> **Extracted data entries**
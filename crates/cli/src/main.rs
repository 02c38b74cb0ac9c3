mod config;
mod error;

use std::path::{Path, PathBuf};

use chrono::Local;
use clap::{Args, Parser, Subcommand, ValueEnum};
use eventlog::{
    BuildOutcome, Compiler, Diagnostic, EventKind, LogEvent, LogRepository, LogWriter,
    ParseOutcome, Status, SummaryMetrics, Timestamp, TreeStats, excerpt,
};
use tracing_subscriber::{layer::SubscriberExt, util::SubscriberInitExt};

use config::Config;
use error::{Error, Result};

const DEFAULT_TIMELINE_LIMIT: &str = "20";

#[derive(Parser)]
#[command(name = "grammatic")]
#[command(about = "Record and query tree-sitter grammar build and parse logs", long_about = None)]
#[command(version)]
struct Cli {
    /// Repository root containing the logs directory
    #[arg(long, global = true, default_value = ".")]
    repo_root: PathBuf,

    /// Config file (defaults to <repo-root>/grammatic.toml when present)
    #[arg(long, global = true)]
    config: Option<PathBuf>,

    #[command(subcommand)]
    command: Commands,
}

#[derive(Subcommand)]
enum Commands {
    /// Record a build or parse event
    Log {
        #[command(subcommand)]
        event: LogCommand,
    },
    /// Show recent build events
    Builds {
        #[command(flatten)]
        query: QueryArgs,
    },
    /// Show recent parse events
    Parses {
        #[command(flatten)]
        query: QueryArgs,
        /// Only failed parses and parses whose tree has errors
        #[arg(long)]
        failures_only: bool,
    },
    /// Show summary metrics and status counts as JSON
    Metrics {
        #[arg(value_enum)]
        kind: KindArg,
        /// Only events for this grammar
        #[arg(short, long)]
        grammar: Option<String>,
    },
    /// Build success/failure counts for a grammar (legacy output)
    BuildSuccessRate {
        grammar: String,
    },
    /// Mean parse time in milliseconds for a grammar (legacy output)
    AvgParseTime {
        grammar: String,
    },
    /// Print summary statistics across both logs
    Summary,
    /// Print per-grammar statistics
    GrammarStats,
    /// Print a combined chronological event timeline
    Timeline {
        /// Number of most recent events
        #[arg(short, long, default_value = DEFAULT_TIMELINE_LIMIT, allow_negative_numbers = true)]
        limit: i64,
    },
}

#[derive(Subcommand)]
enum LogCommand {
    /// Record a grammar build
    Build(BuildArgs),
    /// Record a source file parse
    Parse(ParseArgs),
}

#[derive(Clone, Copy, ValueEnum)]
enum KindArg {
    Build,
    Parse,
}

#[derive(Args)]
struct QueryArgs {
    /// Show only the last N matching events
    #[arg(short, long, allow_negative_numbers = true, conflicts_with = "all")]
    limit: Option<i64>,
    /// Show every matching event
    #[arg(long)]
    all: bool,
    /// Only events for this grammar (matched exactly)
    #[arg(short, long)]
    grammar: Option<String>,
    /// Print JSON lines instead of a table
    #[arg(long)]
    json: bool,
}

#[derive(Args)]
struct OutcomeArgs {
    #[arg(long)]
    grammar: String,
    #[arg(long, default_value = "success")]
    status: Status,
    #[arg(long)]
    duration_ms: u64,
    /// Stable machine-readable error code
    #[arg(long)]
    error_code: Option<String>,
    /// Captured tool output, capped to the configured excerpt limit
    #[arg(long)]
    stderr: Option<String>,
    /// Captured stdout, used when stderr is blank
    #[arg(long)]
    stdout: Option<String>,
    /// Diagnostic as level:message (repeatable)
    #[arg(long = "diagnostic")]
    diagnostics: Vec<Diagnostic>,
}

#[derive(Args)]
struct BuildArgs {
    #[command(flatten)]
    outcome: OutcomeArgs,
    #[arg(long, default_value = "unknown")]
    commit: String,
    #[arg(long, default_value = "unknown")]
    repo_url: String,
    /// Shared library produced by the build
    #[arg(long)]
    so_path: PathBuf,
    #[arg(long, default_value = "gcc")]
    compiler: Compiler,
    #[arg(long, default_value = "unknown")]
    tree_sitter_version: String,
}

#[derive(Args)]
struct ParseArgs {
    #[command(flatten)]
    outcome: OutcomeArgs,
    /// Source file that was parsed
    #[arg(long)]
    source: PathBuf,
    /// tree-sitter JSON parse output to take node statistics from
    #[arg(long)]
    parse_result: Option<PathBuf>,
    /// Grammar commit; looked up from the build log when omitted
    #[arg(long)]
    grammar_version: Option<String>,
}

/// Log locations and settings resolved for one invocation.
struct Workspace {
    repo: LogRepository,
    writer: LogWriter,
    config: Config,
}

fn main() {
    tracing_subscriber::registry()
        .with(
            tracing_subscriber::EnvFilter::try_from_default_env()
                .unwrap_or_else(|_| "grammatic=warn,eventlog=warn".into()),
        )
        .with(tracing_subscriber::fmt::layer().with_writer(std::io::stderr))
        .init();

    if let Err(e) = run() {
        eprintln!("Error: {e}");
        std::process::exit(e.exit_code());
    }
}

fn run() -> Result<()> {
    let cli = Cli::parse();
    let ws = open_workspace(&cli.repo_root, cli.config.as_deref())?;

    match cli.command {
        Commands::Log { event } => match event {
            LogCommand::Build(args) => cmd_log_build(&ws, args),
            LogCommand::Parse(args) => cmd_log_parse(&ws, args),
        },
        Commands::Builds { query } => cmd_builds(&ws, &query),
        Commands::Parses {
            query,
            failures_only,
        } => cmd_parses(&ws, &query, failures_only),
        Commands::Metrics { kind, grammar } => cmd_metrics(&ws, kind, grammar.as_deref()),
        Commands::BuildSuccessRate { grammar } => cmd_build_success_rate(&ws, &grammar),
        Commands::AvgParseTime { grammar } => cmd_avg_parse_time(&ws, &grammar),
        Commands::Summary => cmd_summary(&ws),
        Commands::GrammarStats => cmd_grammar_stats(&ws),
        Commands::Timeline { limit } => cmd_timeline(&ws, limit),
    }
}

fn open_workspace(repo_root: &Path, config_path: Option<&Path>) -> Result<Workspace> {
    if !repo_root.is_dir() {
        return Err(Error::RepoRoot {
            path: repo_root.to_path_buf(),
        });
    }
    let config = Config::resolve(repo_root, config_path)?;
    let logs_dir = config.logs_dir(repo_root);
    tracing::debug!(logs_dir = %logs_dir.display(), "resolved logs directory");

    Ok(Workspace {
        repo: LogRepository::with_logs_dir(&logs_dir),
        writer: LogWriter::new(&logs_dir).with_excerpt_limit(config.logs.excerpt_limit),
        config,
    })
}

fn cmd_log_build(ws: &Workspace, args: BuildArgs) -> Result<()> {
    let OutcomeArgs {
        grammar,
        status,
        duration_ms,
        error_code,
        stderr,
        stdout,
        diagnostics,
    } = args.outcome;
    require_grammar(&grammar)?;

    let mut outcome = BuildOutcome::new(grammar, status, duration_ms);
    outcome.commit = args.commit;
    outcome.repo_url = args.repo_url;
    outcome.so_path = args.so_path;
    outcome.compiler = args.compiler;
    outcome.tree_sitter_version = args.tree_sitter_version;
    outcome.error_code = error_code;
    outcome.stderr_excerpt = output_excerpt(ws, stderr, stdout);
    outcome.diagnostics = diagnostics;

    let event = ws.writer.record_build(outcome)?;
    println!("{}", eventlog::encode_line(&event)?);
    Ok(())
}

fn cmd_log_parse(ws: &Workspace, args: ParseArgs) -> Result<()> {
    let OutcomeArgs {
        grammar,
        status,
        duration_ms,
        error_code,
        stderr,
        stdout,
        diagnostics,
    } = args.outcome;
    require_grammar(&grammar)?;

    let stats = args
        .parse_result
        .as_deref()
        .map(read_tree_stats)
        .transpose()?;
    let grammar_version = match args.grammar_version {
        Some(version) => version,
        None => ws.repo.latest_commit(&grammar)?,
    };

    let mut outcome = ParseOutcome::new(grammar, status, duration_ms);
    outcome.grammar_version = grammar_version;
    outcome.source_file = args.source;
    if let Some(stats) = stats {
        outcome.node_count = stats.node_count;
        outcome.has_errors = stats.has_errors;
        outcome.root_node_type = stats.root_node_type;
    }
    outcome.error_code = error_code;
    outcome.stderr_excerpt = output_excerpt(ws, stderr, stdout);
    outcome.diagnostics = diagnostics;

    let event = ws.writer.record_parse(outcome)?;
    println!("{}", eventlog::encode_line(&event)?);
    Ok(())
}

fn output_excerpt(ws: &Workspace, stderr: Option<String>, stdout: Option<String>) -> Option<String> {
    excerpt::from_output(
        stderr.as_deref().unwrap_or_default(),
        stdout.as_deref().unwrap_or_default(),
        ws.config.logs.excerpt_limit,
    )
}

fn read_tree_stats(path: &Path) -> Result<TreeStats> {
    let content = std::fs::read_to_string(path).map_err(|source| Error::ParseOutputRead {
        path: path.to_path_buf(),
        source,
    })?;
    let output: serde_json::Value =
        serde_json::from_str(&content).map_err(|source| Error::ParseOutputJson {
            path: path.to_path_buf(),
            source,
        })?;
    Ok(TreeStats::from_output(&output)?)
}

fn cmd_builds(ws: &Workspace, query: &QueryArgs) -> Result<()> {
    let (limit, grammar) = query_filters(ws, query)?;
    let events = ws.repo.recent_builds(limit, grammar)?;

    if query.json {
        return print_event_lines(&events);
    }
    if events.is_empty() {
        println!("No builds found.");
        return Ok(());
    }

    println!(
        "{:<19}  {:<20}  {:<8}  {:>10}  {:<8}  COMMIT",
        "TIME", "GRAMMAR", "STATUS", "DURATION", "COMPILER"
    );
    println!("{}", "-".repeat(90));
    for event in &events {
        println!(
            "{:<19}  {:<20}  {:<8}  {:>8}ms  {:<8}  {}",
            local_time(&event.timestamp),
            event.grammar,
            event.outcome(),
            event.duration_ms,
            event.compiler,
            short_commit(&event.commit)
        );
    }
    Ok(())
}

fn cmd_parses(ws: &Workspace, query: &QueryArgs, failures_only: bool) -> Result<()> {
    let (limit, grammar) = query_filters(ws, query)?;
    let events = ws.repo.recent_parses(limit, grammar, failures_only)?;

    if query.json {
        return print_event_lines(&events);
    }
    if events.is_empty() {
        println!("No parses found.");
        return Ok(());
    }

    println!(
        "{:<19}  {:<20}  {:<8}  {:>10}  {:>7}  SOURCE",
        "TIME", "GRAMMAR", "STATUS", "DURATION", "NODES"
    );
    println!("{}", "-".repeat(90));
    for event in &events {
        let status = if event.has_errors && event.status == Status::Success {
            "errors"
        } else {
            event.outcome().as_str()
        };
        println!(
            "{:<19}  {:<20}  {:<8}  {:>8}ms  {:>7}  {}",
            local_time(&event.timestamp),
            event.grammar,
            status,
            event.duration_ms,
            event.node_count,
            event.source_file.display()
        );
    }
    Ok(())
}

fn cmd_metrics(ws: &Workspace, kind: KindArg, grammar: Option<&str>) -> Result<()> {
    let grammar = grammar_filter(grammar)?;
    let (metrics, status_counts) = match kind {
        KindArg::Build => ws.repo.build_metrics(grammar)?,
        KindArg::Parse => ws.repo.parse_metrics(grammar)?,
    };
    let output = serde_json::json!({
        "metrics": metrics,
        "status_counts": status_counts,
    });
    println!("{}", serde_json::to_string_pretty(&output)?);
    Ok(())
}

fn cmd_build_success_rate(ws: &Workspace, grammar: &str) -> Result<()> {
    require_grammar(grammar)?;
    let counts = ws.repo.build_success_rate_counts(grammar)?;
    print_json_lines(&counts)
}

fn cmd_avg_parse_time(ws: &Workspace, grammar: &str) -> Result<()> {
    require_grammar(grammar)?;
    let avg = ws.repo.average_parse_duration_ms(grammar)?;
    println!("{}", serde_json::json!({ "avg_ms": avg }));
    Ok(())
}

fn cmd_summary(ws: &Workspace) -> Result<()> {
    let (builds, _) = ws.repo.build_metrics(None)?;
    let (parses, _) = ws.repo.parse_metrics(None)?;

    println!("Total builds: {}", builds.total);
    println!("Total parses: {}", parses.total);
    if builds.total > 0 {
        println!("Build success rate: {:.1}%", builds.success_rate);
        print_latency("Build", &builds);
    }
    if parses.total > 0 {
        println!("Parse failure rate: {:.1}%", 100.0 - parses.success_rate);
        print_latency("Parse", &parses);
    }
    Ok(())
}

fn print_latency(label: &str, metrics: &SummaryMetrics) {
    let latency = metrics.latency_ms;
    println!(
        "{label} time p50/p95/p99: {:.1}ms / {:.1}ms / {:.1}ms",
        latency.p50, latency.p95, latency.p99
    );
}

fn cmd_grammar_stats(ws: &Workspace) -> Result<()> {
    let stats = ws.repo.grammar_stats()?;
    if stats.is_empty() {
        println!("No events found.");
        return Ok(());
    }

    for entry in stats {
        println!("\n{}:", entry.grammar);
        println!("  Builds: {}", entry.builds);
        println!("  Parses: {}", entry.parses);
        if let Some(rate) = entry.build_success_rate {
            println!("  Build success rate: {rate:.1}%");
        }
        if let Some(rate) = entry.parse_failure_rate {
            println!("  Parse failure rate: {rate:.1}%");
        }
    }
    Ok(())
}

fn cmd_timeline(ws: &Workspace, limit: i64) -> Result<()> {
    let limit = eventlog::limit_from(limit)?;
    for event in ws.repo.timeline(Some(limit))? {
        let label = match event.kind() {
            EventKind::Build => "BUILD",
            EventKind::Parse => "PARSE",
        };
        println!(
            "{} | {label:6} | {} | {}",
            local_time(event.timestamp()),
            event.grammar(),
            event.outcome()
        );
    }
    Ok(())
}

fn query_filters<'a>(ws: &Workspace, query: &'a QueryArgs) -> Result<(Option<usize>, Option<&'a str>)> {
    let limit = match (query.all, query.limit) {
        (true, _) => None,
        (false, Some(limit)) => Some(eventlog::limit_from(limit)?),
        (false, None) => Some(ws.config.query.default_limit),
    };
    Ok((limit, grammar_filter(query.grammar.as_deref())?))
}

fn grammar_filter(grammar: Option<&str>) -> Result<Option<&str>> {
    if let Some(grammar) = grammar {
        require_grammar(grammar)?;
    }
    Ok(grammar)
}

fn require_grammar(grammar: &str) -> Result<()> {
    if grammar.is_empty() {
        return Err(Error::Validation("grammar name must not be empty".to_string()));
    }
    Ok(())
}

fn print_json_lines<T: serde::Serialize>(items: &[T]) -> Result<()> {
    for item in items {
        println!("{}", serde_json::to_string(item)?);
    }
    Ok(())
}

/// Events keep their `event_type` tag, as in the log files.
fn print_event_lines<E: LogEvent>(events: &[E]) -> Result<()> {
    for event in events {
        println!("{}", eventlog::encode_line(event)?);
    }
    Ok(())
}

fn local_time(timestamp: &Timestamp) -> String {
    match timestamp.to_utc() {
        Some(instant) => instant
            .with_timezone(&Local)
            .format("%Y-%m-%d %H:%M:%S")
            .to_string(),
        None => timestamp.to_string(),
    }
}

fn short_commit(commit: &str) -> &str {
    commit.get(..12).unwrap_or(commit)
}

> **TASK DETAILS**
I need each line of the entries that holds the string "content" located and copied.

> **EXERCISE SOLUTION**
    let content = std::fs::read_to_string(path).map_err(|source| Error::ParseOutputRead {
        serde_json::from_str(&content).map_err(|source| Error::ParseOutputJson {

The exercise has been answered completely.